We previously compared uptake of circulating glucose into photoreceptors in RP mice and wild-type (WT) littermates. Glucose from the choroid circulation is transported to the RPE and then into the subretinal space, where it is taken up by photoreceptors in the outer retina via the glucose transporter Glut1 on their IS.[12] By contrast, glucose is transported directly to the inner retina through branches of the central retinal artery. Fluorescently labeled 2-deoxyglucose was injected into the tail vein of RP and WT littermates, and uptake into eye muscles, the inner and outer retina, and RPE was examined in tissue sections. WT mice showed glucose uptake into photoreceptor inner segments (IS) and cell bodies as well as the inner retina and eye muscles, but little glucose was evident in the RPE.[16] Like WT mice, RP mice also showed glucose uptake into the inner retina and eye muscles, but glucose became high in the RPE and diminished in photoreceptors as RP mice began to show rod OS shortening.[16] We concluded glucose delivery to eye muscles and the inner retina is unaffected in RP; however, with the onset of rod OS shortening, glucose becomes sequestered in the RPE and is no longer transported to photoreceptors leading to their starvation (Fig. 2).

Figure 2

Cone dormancy in RP results in viable cone nuclei for many years after OS/IS degeneration. (A) Glucose (green dots) transport to the subretinal extracellular space and cone IS is essential to provide energy for regeneration of cone OS. (B) Degeneration of ROS and loss of contact with apical microvilli results in entrapment of glucose in RPE. Ensuing glucose starvation of cone photoreceptors results in OS degeneration (C) and IS disassembly but with maintenance of viable cone nuclei (D). ROS, rod outer segment.

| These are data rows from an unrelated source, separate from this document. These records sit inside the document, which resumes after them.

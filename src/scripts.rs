//! Predefined-script execution.
//!
//! Resolves a named executable inside the configured scripts directory
//! and runs it; the script's stdout is a JavaScript snippet later sent to
//! the extension via `content.execute_script`.
//!
//! # Security Contract
//!
//! Every rule is a hard precondition checked in order; a failing check
//! prevents the child process from being spawned:
//!
//! 1. The scripts directory is configured (`FOXMCP_EXT_SCRIPTS`).
//! 2. The name contains only `[A-Za-z0-9._-]`.
//! 3. The name contains no `..` substring.
//! 4. The resolved real path is still contained in the directory's real
//!    path (symlink escapes fail here).
//! 5. The path is a regular, executable file.
//! 6. Arguments are a JSON array of strings (empty string means `[]`).

// ============================================================================
// Imports
// ============================================================================

use std::path::{Path, PathBuf};
use std::process::Stdio;
use std::time::Duration;

use serde_json::Value;
use tokio::process::Command;
use tokio::time::timeout;
use tracing::debug;

use crate::config::SCRIPTS_DIR_ENV;
use crate::error::{Error, Result};

// ============================================================================
// Constants
// ============================================================================

/// Wall-clock limit for one script run; the child is killed on expiry.
const SCRIPT_WALL_CLOCK: Duration = Duration::from_secs(30);

// ============================================================================
// ScriptExecutor
// ============================================================================

/// Resolves and runs predefined scripts from a configured directory.
///
/// The directory is read-only from the bridge's perspective; no locking
/// beyond filesystem semantics is involved.
#[derive(Debug, Clone)]
pub struct ScriptExecutor {
    /// Configured scripts directory; `None` disables the feature.
    dir: Option<PathBuf>,
}

impl ScriptExecutor {
    /// Creates an executor over an optional scripts directory.
    #[inline]
    #[must_use]
    pub fn new(dir: Option<PathBuf>) -> Self {
        Self { dir }
    }

    /// Returns `true` when a scripts directory is configured.
    #[inline]
    #[must_use]
    pub fn is_configured(&self) -> bool {
        self.dir.is_some()
    }

    // ========================================================================
    // Resolution
    // ========================================================================

    /// Resolves a script name to its real executable path.
    ///
    /// Applies preconditions 1-5 of the security contract, in order.
    ///
    /// # Errors
    ///
    /// - [`Error::NotConfigured`] without a (valid) scripts directory
    /// - [`Error::InvalidName`] on charset, `..`, or containment violation
    /// - [`Error::ScriptNotFound`] if the path is missing or not a file
    /// - [`Error::NotExecutable`] if the file lacks execute permission
    pub fn resolve(&self, name: &str) -> Result<PathBuf> {
        let dir = self
            .dir
            .as_ref()
            .ok_or_else(|| Error::not_configured(format!("{SCRIPTS_DIR_ENV} is not set")))?;

        validate_name(name)?;

        let dir = std::fs::canonicalize(dir).map_err(|_| {
            Error::not_configured(format!(
                "scripts directory does not exist: {}",
                dir.display()
            ))
        })?;

        let resolved = std::fs::canonicalize(dir.join(name)).map_err(|e| {
            if e.kind() == std::io::ErrorKind::NotFound {
                Error::script_not_found(name)
            } else {
                Error::Io(e)
            }
        })?;

        // Real-path containment: a symlink pointing outside the directory
        // resolves past this boundary.
        if !resolved.starts_with(&dir) {
            return Err(Error::invalid_name(name));
        }

        let metadata = std::fs::metadata(&resolved)?;
        if !metadata.is_file() {
            return Err(Error::script_not_found(name));
        }
        ensure_executable(&resolved, &metadata)?;

        Ok(resolved)
    }

    // ========================================================================
    // Execution
    // ========================================================================

    /// Runs a script and returns its stdout as the produced JavaScript.
    ///
    /// The child runs with the decoded argument vector, no stdin, the
    /// scripts directory as working directory, and an inherited
    /// environment, bounded by a 30-second wall clock.
    ///
    /// # Errors
    ///
    /// Resolution and argument errors as in [`ScriptExecutor::resolve`]
    /// and [`decode_args`]; [`Error::ExecutionFailed`] on spawn failure,
    /// timeout, nonzero exit (carrying stderr), or non-UTF-8 stdout.
    pub async fn execute(&self, name: &str, raw_args: &str) -> Result<String> {
        let path = self.resolve(name)?;
        let args = decode_args(raw_args)?;
        let cwd = path.parent().map(Path::to_path_buf).unwrap_or_default();

        debug!(script = name, ?args, "Executing predefined script");

        let mut command = Command::new(&path);
        command
            .args(&args)
            .current_dir(cwd)
            .stdin(Stdio::null())
            .stdout(Stdio::piped())
            .stderr(Stdio::piped())
            .kill_on_drop(true);

        let child = command
            .spawn()
            .map_err(|e| Error::execution_failed(format!("failed to spawn '{name}': {e}")))?;

        let output = match timeout(SCRIPT_WALL_CLOCK, child.wait_with_output()).await {
            Ok(result) => result.map_err(Error::Io)?,
            // Dropping the future kills the child (kill_on_drop).
            Err(_) => {
                return Err(Error::execution_failed(format!(
                    "script '{name}' exceeded the {}s wall clock",
                    SCRIPT_WALL_CLOCK.as_secs()
                )));
            }
        };

        if !output.status.success() {
            let stderr = String::from_utf8_lossy(&output.stderr);
            return Err(Error::execution_failed(format!(
                "script '{name}' exited with {}: {}",
                output.status,
                stderr.trim()
            )));
        }

        String::from_utf8(output.stdout)
            .map_err(|_| Error::execution_failed(format!("script '{name}' stdout is not valid UTF-8")))
    }
}

// ============================================================================
// Name & Argument Validation
// ============================================================================

/// Applies preconditions 2 and 3: charset, then `..` rejection.
fn validate_name(name: &str) -> Result<()> {
    if name.is_empty()
        || !name
            .chars()
            .all(|c| c.is_ascii_alphanumeric() || matches!(c, '.' | '_' | '-'))
    {
        return Err(Error::invalid_name(name));
    }

    if name.contains("..") {
        return Err(Error::invalid_name(name));
    }

    Ok(())
}

/// Decodes the raw argument string into an argument vector.
///
/// An empty (or whitespace-only) string is equivalent to `[]`; anything
/// else must parse as a JSON array of strings.
///
/// # Errors
///
/// Returns [`Error::InvalidArgs`] for any other shape.
pub fn decode_args(raw: &str) -> Result<Vec<String>> {
    let trimmed = raw.trim();
    if trimmed.is_empty() {
        return Ok(Vec::new());
    }

    let value: Value = serde_json::from_str(trimmed)
        .map_err(|e| Error::invalid_args(format!("not valid JSON: {e}")))?;

    let Value::Array(items) = value else {
        return Err(Error::invalid_args("expected a JSON array of strings"));
    };

    items
        .into_iter()
        .map(|item| match item {
            Value::String(s) => Ok(s),
            other => Err(Error::invalid_args(format!(
                "array elements must be strings, got: {other}"
            ))),
        })
        .collect()
}

#[cfg(unix)]
fn ensure_executable(path: &Path, metadata: &std::fs::Metadata) -> Result<()> {
    use std::os::unix::fs::PermissionsExt;

    if metadata.permissions().mode() & 0o111 == 0 {
        return Err(Error::not_executable(path));
    }
    Ok(())
}

#[cfg(not(unix))]
fn ensure_executable(_path: &Path, _metadata: &std::fs::Metadata) -> Result<()> {
    Ok(())
}

// ============================================================================
// Tests
// ============================================================================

To experimentally examine the effect of rods on cone function in RP, WT rod precursors were transplanted into RP pigs after mutant rods were lost. We found that these WT rods were able to restore induction of glucose-responsive genes in cones, OS synthesis and the photopic ERG. This effect of the transplanted rods on cone function correlated with their ability to generate OS following transplant. But, interestingly, it did not require integration of the transplanted rods into the outer nuclear layer (ONL).[16] Because the effect of the transplanted rods was linked to their OS generation, but not to cell integration into the ONL, we asked whether injection of WT rod OS alone might mimic transplanted rods in restoration of glucose transport from the RPE to photoreceptors in RP. Indeed, injection of WT rod OS into the subretinal space triggered glucose transport from the RPE to photoreceptors in RP mice (Wang W, et al. IOVS 2017;58:ARVO E-Abstract 3028). We then concluded that contact of abundant WT rod OS with the RPE is somehow triggering glucose release from the RPE for uptake by photoreceptors. Because glucose from the RPE must be released into the subretinal space for uptake by Glut1 on photoreceptor IS, which are distal to the RPE, it is reasonable that the process required for new OS tip synthesis would be tightly coupled to onset of the daily OS tip phagocytosis cycle, initiated by OS contact with the RPE. We reason that therapies such as Sirt6 mutation or RdCVF overexpression aimed at enhancing glycolysis in photoreceptors ultimately fail to maintain photoreceptor function as RP progresses because the underlying defect in photoreceptor glycolysis is progressive retention of glucose in the RPE. The signaling pathway(s) potentially linking OS phagocytosis to glucose transport to photoreceptors is then of keen interest, and might provide new therapeutic targets in RP.